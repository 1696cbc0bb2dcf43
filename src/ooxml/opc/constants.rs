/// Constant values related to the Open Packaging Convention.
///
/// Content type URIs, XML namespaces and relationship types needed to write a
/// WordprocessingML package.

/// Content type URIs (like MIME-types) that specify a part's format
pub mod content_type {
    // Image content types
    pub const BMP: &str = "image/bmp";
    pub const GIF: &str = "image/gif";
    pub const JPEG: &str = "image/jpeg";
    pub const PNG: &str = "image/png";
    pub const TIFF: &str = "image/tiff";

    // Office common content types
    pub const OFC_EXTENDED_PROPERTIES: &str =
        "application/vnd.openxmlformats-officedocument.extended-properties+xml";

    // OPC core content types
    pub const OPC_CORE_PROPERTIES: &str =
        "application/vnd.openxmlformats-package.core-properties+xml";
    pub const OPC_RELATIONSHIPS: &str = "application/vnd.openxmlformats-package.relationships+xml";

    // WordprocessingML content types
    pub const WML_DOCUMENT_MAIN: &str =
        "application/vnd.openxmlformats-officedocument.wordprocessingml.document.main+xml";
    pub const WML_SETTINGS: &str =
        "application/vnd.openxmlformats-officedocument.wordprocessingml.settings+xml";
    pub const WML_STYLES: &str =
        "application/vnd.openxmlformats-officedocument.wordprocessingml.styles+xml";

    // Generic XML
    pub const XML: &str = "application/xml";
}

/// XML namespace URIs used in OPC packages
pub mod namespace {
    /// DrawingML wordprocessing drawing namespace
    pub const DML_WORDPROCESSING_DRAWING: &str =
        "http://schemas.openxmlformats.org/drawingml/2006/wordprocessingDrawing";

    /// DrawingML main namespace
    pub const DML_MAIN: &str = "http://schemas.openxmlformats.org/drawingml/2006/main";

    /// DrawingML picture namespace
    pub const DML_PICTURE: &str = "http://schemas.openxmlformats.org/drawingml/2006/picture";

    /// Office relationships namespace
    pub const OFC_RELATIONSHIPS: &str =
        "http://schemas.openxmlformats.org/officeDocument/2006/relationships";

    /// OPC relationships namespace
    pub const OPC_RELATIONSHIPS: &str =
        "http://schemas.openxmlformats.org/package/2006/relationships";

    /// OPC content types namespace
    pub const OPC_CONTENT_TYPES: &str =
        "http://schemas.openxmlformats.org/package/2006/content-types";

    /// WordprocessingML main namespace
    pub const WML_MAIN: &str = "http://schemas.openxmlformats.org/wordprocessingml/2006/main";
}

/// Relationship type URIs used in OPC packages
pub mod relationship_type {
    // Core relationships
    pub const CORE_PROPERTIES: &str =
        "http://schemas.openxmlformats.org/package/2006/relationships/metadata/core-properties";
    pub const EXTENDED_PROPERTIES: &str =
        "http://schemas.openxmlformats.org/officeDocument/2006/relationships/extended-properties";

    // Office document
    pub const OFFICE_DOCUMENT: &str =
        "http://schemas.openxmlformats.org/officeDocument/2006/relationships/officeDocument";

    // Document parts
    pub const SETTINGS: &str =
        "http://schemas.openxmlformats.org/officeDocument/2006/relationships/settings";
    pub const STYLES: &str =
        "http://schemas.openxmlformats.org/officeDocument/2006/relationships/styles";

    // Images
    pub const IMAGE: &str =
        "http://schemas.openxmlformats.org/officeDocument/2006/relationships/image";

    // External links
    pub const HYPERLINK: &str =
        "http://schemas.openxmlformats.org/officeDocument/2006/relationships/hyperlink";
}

· · · ·

## Activity:
Every record above is to be transcribed exactly.

## Reply to the exercise:
repository 1696cbc0bb2dcf43
filename src/ooxml/opc/constants.rs
/// Constant values related to the Open Packaging Convention.
///
/// Content type URIs, XML namespaces and relationship types needed to write a
/// WordprocessingML package.

/// Content type URIs (like MIME-types) that specify a part's format
pub mod content_type {
    // Image content types
    pub const BMP: &str = "image/bmp";
    pub const GIF: &str = "image/gif";
    pub const JPEG: &str = "image/jpeg";
    pub const PNG: &str = "image/png";
    pub const TIFF: &str = "image/tiff";

    // Office common content types
    pub const OFC_EXTENDED_PROPERTIES: &str =
        "application/vnd.openxmlformats-officedocument.extended-properties+xml";

    // OPC core content types
    pub const OPC_CORE_PROPERTIES: &str =
        "application/vnd.openxmlformats-package.core-properties+xml";
    pub const OPC_RELATIONSHIPS: &str = "application/vnd.openxmlformats-package.relationships+xml";

    // WordprocessingML content types
    pub const WML_DOCUMENT_MAIN: &str =
        "application/vnd.openxmlformats-officedocument.wordprocessingml.document.main+xml";
    pub const WML_SETTINGS: &str =
        "application/vnd.openxmlformats-officedocument.wordprocessingml.settings+xml";
    pub const WML_STYLES: &str =
        "application/vnd.openxmlformats-officedocument.wordprocessingml.styles+xml";

    // Generic XML
    pub const XML: &str = "application/xml";
}

/// XML namespace URIs used in OPC packages
pub mod namespace {
    /// DrawingML wordprocessing drawing namespace
    pub const DML_WORDPROCESSING_DRAWING: &str =
        "http://schemas.openxmlformats.org/drawingml/2006/wordprocessingDrawing";

    /// DrawingML main namespace
    pub const DML_MAIN: &str = "http://schemas.openxmlformats.org/drawingml/2006/main";

    /// DrawingML picture namespace
    pub const DML_PICTURE: &str = "http://schemas.openxmlformats.org/drawingml/2006/picture";

    /// Office relationships namespace
    pub const OFC_RELATIONSHIPS: &str =
        "http://schemas.openxmlformats.org/officeDocument/2006/relationships";

    /// OPC relationships namespace
    pub const OPC_RELATIONSHIPS: &str =
        "http://schemas.openxmlformats.org/package/2006/relationships";

    /// OPC content types namespace
    pub const OPC_CONTENT_TYPES: &str =
        "http://schemas.openxmlformats.org/package/2006/content-types";

    /// WordprocessingML main namespace
    pub const WML_MAIN: &str = "http://schemas.openxmlformats.org/wordprocessingml/2006/main";
}

/// Relationship type URIs used in OPC packages
pub mod relationship_type {
    // Core relationships
    pub const CORE_PROPERTIES: &str =
        "http://schemas.openxmlformats.org/package/2006/relationships/metadata/core-properties";
    pub const EXTENDED_PROPERTIES: &str =
        "http://schemas.openxmlformats.org/officeDocument/2006/relationships/extended-properties";

    // Office document
    pub const OFFICE_DOCUMENT: &str =
        "http://schemas.openxmlformats.org/officeDocument/2006/relationships/officeDocument";

    // Document parts
    pub const SETTINGS: &str =
        "http://schemas.openxmlformats.org/officeDocument/2006/relationships/settings";
    pub const STYLES: &str =
        "http://schemas.openxmlformats.org/officeDocument/2006/relationships/styles";

    // Images
    pub const IMAGE: &str =
        "http://schemas.openxmlformats.org/officeDocument/2006/relationships/image";

    // External links
    pub const HYPERLINK: &str =
        "http://schemas.openxmlformats.org/officeDocument/2006/relationships/hyperlink";
}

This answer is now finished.